Hay algunos factores que han alterado de modo extremo el panorama cultural en los últimos años. El primero es el multiculturalismo, que no sólo afirma la igualdad de todas las culturas, sino que en ocasiones parece proponer la inferioridad de la cultura occidental, basada en el cristianismo, frente a otras a las que se acoge y aplaude. El debilitamiento de las Iglesias, una forma extrema de tolerancia y la esperanza de que el racionalismo y la ciencia puedan resolver todos nuestros problemas, son otros cambios que caracterizan aceleradamente a nuestra época. Benedicto XVI nos advertía de que la privatización de las creencias lleva a una injusta exclusión de Dios de la sociedad. Los laicistas suelen presentarse como defensores de la legítima separación entre Iglesia y Estado. En realidad, su objetivo es más extremo: buscan la exclusión completa de la fe de cualquier papel o expresión pública. El resultado es que la observancia religiosa es vista como algo vergonzoso y digno de evitar por una persona inteligente.

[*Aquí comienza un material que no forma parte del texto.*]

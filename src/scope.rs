// Copyright 2020 Joyent, Inc.

//! Temporal scoping: when a measurement can be, should be, or was run.
//!
//! The "when" section of an mPlane message defines when a capability,
//! specification, or result is valid. A scope is a start endpoint plus an
//! extent (nothing, an end endpoint, or a duration) plus an optional
//! repetition period, and it is rendered on the wire in the canonical
//! string form documented at the crate root.
//!
//! Everything in this module is pure: any query that needs the current
//! time takes the reference instant as an explicit argument, so callers
//! capture the clock once per logical operation and tests inject fixed
//! instants.

use std::error::Error as StdError;
use std::fmt;
use std::io::{Error, ErrorKind};
use std::str::FromStr;

use chrono::{Duration, NaiveDate, NaiveDateTime};
use serde::de::{self, Deserialize, Deserializer};
use serde::ser::{Serialize, Serializer};

pub const TIME_PAST: &str = "past";
pub const TIME_NOW: &str = "now";
pub const TIME_FUTURE: &str = "future";

const RANGE_SEP: &str = " ... ";
const DURATION_SEP: &str = " + ";
const PERIOD_SEP: &str = " / ";

const FMT_MICROSECOND: &str = "%Y-%m-%d %H:%M:%S%.6f";
const FMT_MICROSECOND_IN: &str = "%Y-%m-%d %H:%M:%S%.f";
const FMT_SECOND: &str = "%Y-%m-%d %H:%M:%S";
const FMT_MINUTE: &str = "%Y-%m-%d %H:%M";
const FMT_DATE: &str = "%Y-%m-%d";

const DUR_SECLABEL: [(i64, char); 4] =
    [(86400, 'd'), (3600, 'h'), (60, 'm'), (1, 's')];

En nuestra época es también criticable la actitud de la «generación yo», que creció en la década de los sesenta del siglo XX. Dios vino a ser visto por ellos como una indebida restricción de su libertad personal: «¿Por qué vivir para cumplir el “plan de Dios” cuando uno tiene tantos planes propios?» Hemos podido ver, sin embargo, que tal postura egocéntrica degeneró rápidamente en la creencia de que nuestra búsqueda de significado puede ser satisfecha siguiendo nuestras sensaciones.

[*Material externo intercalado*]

// Copyright 2020 Joyent, Inc.

//! Component-side measurement scheduling: given an accepted
//! specification, decide whether, when, and how often it executes, and
//! drive the measurement logic accordingly.
//!
//! The temporal reasoning all lives in [`crate::scope`] and
//! [`crate::schedule`]; this module is the only place the wall clock is
//! read. A job's repetitions are strictly sequential: the measurement
//! logic is never invoked concurrently with itself for the same
//! specification. Distinct jobs share nothing and may run concurrently.

use std::collections::HashMap;
use std::io::Error;
use std::sync::atomic::{AtomicBool, Ordering};
use std::sync::{Arc, Mutex};

use chrono::{NaiveDateTime, Utc};
use slog::{debug, info, o, warn, Drain, Logger};
use tokio::time::sleep;

use crate::message::{
    Capability, Envelope, Exception, Message, Receipt, Redemption,
    ResultMessage, Specification,
};
use crate::schedule::Schedule;

/// A measurement a component knows how to perform. The scheduler
/// matches incoming specifications against the advertised capability and
/// calls `run` once per scheduled repetition. `run` should poll
/// `check_interrupt` at convenient points and return promptly when it
/// reports true.
pub trait Service: Send + Sync {
    fn capability(&self) -> &Capability;

    fn run(
        &self,
        spec: &Specification,
        check_interrupt: &(dyn Fn() -> bool),
    ) -> Result<ResultMessage, Error>;
}

fn wallclock() -> NaiveDateTime {
    Utc::now().naive_utc()
}

async fn sleep_for(delay: chrono::Duration) {
    // a negative delay means the instant has already passed
    if let Ok(delay) = delay.to_std() {
        sleep(delay).await;
    }
}

/// One accepted specification bound to the service that will execute
/// it, plus the receipt handed back to the client and the results
/// produced so far.
pub struct Job {
    spec: Specification,
    service: Arc<dyn Service>,
    receipt: Receipt,
    interrupt: AtomicBool,
    finished: AtomicBool,
    results: Mutex<Vec<Message>>,
    log: Logger,
}

impl Job {
    fn new(spec: Specification, service: Arc<dyn Service>, log: Logger) -> Job {
        let receipt = Receipt::from_specification(&spec);
        Job {
            spec,
            service,
            receipt,
            interrupt: AtomicBool::new(false),
            finished: AtomicBool::new(false),
            results: Mutex::new(Vec::new()),
            log,
        }
    }

    pub fn specification(&self) -> &Specification {
        &self.spec
    }

    pub fn receipt(&self) -> &Receipt {
        &self.receipt
    }

    /// Ask the job to stop before its next repetition.
    pub fn interrupt(&self) {
        self.interrupt.store(true, Ordering::SeqCst);
    }

    fn interrupted(&self) -> bool {
        self.interrupt.load(Ordering::SeqCst)
    }

    pub fn finished(&self) -> bool {
        self.finished.load(Ordering::SeqCst)
    }

    /// The job's outcome so far: its receipt while still running, the
    /// sole result or exception of a completed single run, or an
    /// envelope of everything a repeated run produced.
    pub fn collect_results(&self) -> Message {
        if !self.finished() {
            return Message::Receipt(self.receipt.clone());
        }
        let mut results = self.results.lock().unwrap().clone();
        match results.len() {
            0 => Message::Exception(Exception::new(
                self.spec.token(),
                "measurement finished without producing results",
            )),
            1 => results.remove(0),
            _ => Message::Envelope(Envelope::from_messages(results)),
        }
    }

    /// Execute the specification to completion. Captures the reference
    /// instant once, arms the start timer, then runs the measurement
    /// once for a singleton scope or once per schedule instant
    /// otherwise. The gap to each successive instant is recomputed
    /// against a fresh clock read, since `now`-relative scopes shift.
    pub async fn run(&self) {
        let tzero = wallclock();
        let (sd, ed) = self.spec.when().timer_delays(tzero);

        let sd = match sd {
            Some(sd) => sd,
            None => {
                warn!(self.log, "specification has expired, not scheduling";
                      "when" => %self.spec.when());
                self.push(Message::Exception(Exception::new(
                    self.spec.token(),
                    "specification temporal scope has expired",
                )));
                self.finished.store(true, Ordering::SeqCst);
                return;
            }
        };

        debug!(self.log, "arming start timer";
               "start_delay_s" => sd.num_seconds(),
               "end_delay_s" => ed.map(|d| d.num_seconds()));
        sleep_for(sd).await;

        let repeated =
            self.spec.schedule().is_some() || self.spec.when().period().is_some();
        if !repeated {
            self.run_once();
            self.finished.store(true, Ordering::SeqCst);
            return;
        }

        // an explicit schedule wins; a bare period repeats unfiltered
        let schedule = match self.spec.schedule() {
            Some(schedule) => schedule.clone(),
            None => Schedule::new(*self.spec.when()),
        };

        for instant in schedule.instants(wallclock()) {
            if self.interrupted() {
                info!(self.log, "job interrupted";
                      "token" => self.spec.token().unwrap_or("-"));
                break;
            }
            let now = wallclock();
            if instant > now {
                sleep_for(instant - now).await;
            }
            if self.interrupted() {
                info!(self.log, "job interrupted";
                      "token" => self.spec.token().unwrap_or("-"));
                break;
            }
            self.run_once();
        }
        self.finished.store(true, Ordering::SeqCst);
    }

    fn run_once(&self) {
        let check_interrupt = || self.interrupted();
        match self.service.run(&self.spec, &check_interrupt) {
            Ok(result) => {
                debug!(self.log, "measurement produced a result";
                       "label" => result.label().unwrap_or("-"));
                self.push(Message::Result(result));
            }
            Err(err) => {
                warn!(self.log, "measurement failed"; "err" => %err);
                self.push(Message::Exception(Exception::new(
                    self.spec.token(),
                    &err.to_string(),
                )));
            }
        }
    }

    fn push(&self, msg: Message) {
        self.results.lock().unwrap().push(msg);
    }
}

/// Component-side registry binding advertised capabilities to the
/// services that implement them, and tracking the jobs created for
/// accepted specifications.
pub struct Scheduler {
    services: Vec<Arc<dyn Service>>,
    jobs: Mutex<HashMap<String, Arc<Job>>>,
    log: Logger,
}

impl Scheduler {
    pub fn new(log: Option<&Logger>) -> Scheduler {
        let log = match log {
            Some(log) => log.clone(),
            None => Logger::root(slog_stdlog::StdLog.fuse(), o!()),
        };
        Scheduler {
            services: Vec::new(),
            jobs: Mutex::new(HashMap::new()),
            log,
        }
    }

    pub fn add_service(&mut self, service: Arc<dyn Service>) {
        info!(self.log, "registered service";
              "label" => service.capability().label().unwrap_or("-"));
        self.services.push(service);
    }

    /// The capabilities this component advertises.
    pub fn capabilities(&self) -> Vec<Capability> {
        self.services
            .iter()
            .map(|service| service.capability().clone())
            .collect()
    }

    /// Accept a specification: validate it, match it to a registered
    /// service, and create its job. The caller drives [`Job::run`],
    /// typically on a spawned task, and hands the receipt back to the
    /// client.
    pub fn submit(
        &self,
        spec: Specification,
    ) -> Result<(Receipt, Arc<Job>), Exception> {
        if let Err(err) = spec.validate() {
            return Err(Exception::new(spec.token(), &err.to_string()));
        }

        let service = self
            .services
            .iter()
            .find(|service| spec.fulfills(service.capability()));
        let service = match service {
            Some(service) => Arc::clone(service),
            None => {
                return Err(Exception::new(
                    spec.token(),
                    "no capability matches this specification",
                ))
            }
        };

        let mut spec = spec;
        if spec.token().is_none() {
            spec.retoken();
        }
        let token = spec.token().unwrap_or("-").to_string();

        info!(self.log, "accepted specification";
              "label" => spec.label().unwrap_or("-"),
              "token" => %token,
              "when" => %spec.when());

        let job = Arc::new(Job::new(spec, service, self.log.clone()));
        self.jobs.lock().unwrap().insert(token, Arc::clone(&job));
        Ok((job.receipt().clone(), job))
    }

    /// Answer a redemption: the job's results if it has finished, its
    /// receipt while still pending, or an exception for an unknown
    /// token.
    pub fn redeem(&self, redemption: &Redemption) -> Message {
        let token = match redemption.token() {
            Some(token) => token,
            None => {
                return Message::Exception(Exception::new(
                    None,
                    "redemption carries no token",
                ))
            }
        };
        match self.jobs.lock().unwrap().get(token) {
            Some(job) => job.collect_results(),
            None => Message::Exception(Exception::new(
                Some(token),
                "no such measurement",
            )),
        }
    }

    pub fn job_for_token(&self, token: &str) -> Option<Arc<Job>> {
        self.jobs.lock().unwrap().get(token).map(Arc::clone)
    }
}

El relativismo es otra poderosa fuerza que mina la religión. Los relativistas sostienen que cada persona crea su propia verdad según los dictados de su conciencia. En consecuencia, la moralidad es circunstancial. No podemos dejar de criticar y combatir este intento de privatización de la conciencia y de la fe. Es fundamental insistir en la distinción entre política y religión, sí; pero también es igualmente importante adquirir un conocimiento más claro de las funciones insustituibles de la religión para la formación de las conciencias y de la contribución que puede aportar, junto a otras instancias, para la creación de un consenso ético de fondo en la sociedad. Un vistazo al mundo que nos rodea no deja dudas de que la tarea de formar las conciencias es algo que produce desánimo por las dificultades tan duras que hoy día conlleva. Pero se trata, sin embargo, de una labor cada vez más urgente y en la que la religión un papel vital que desempeñar.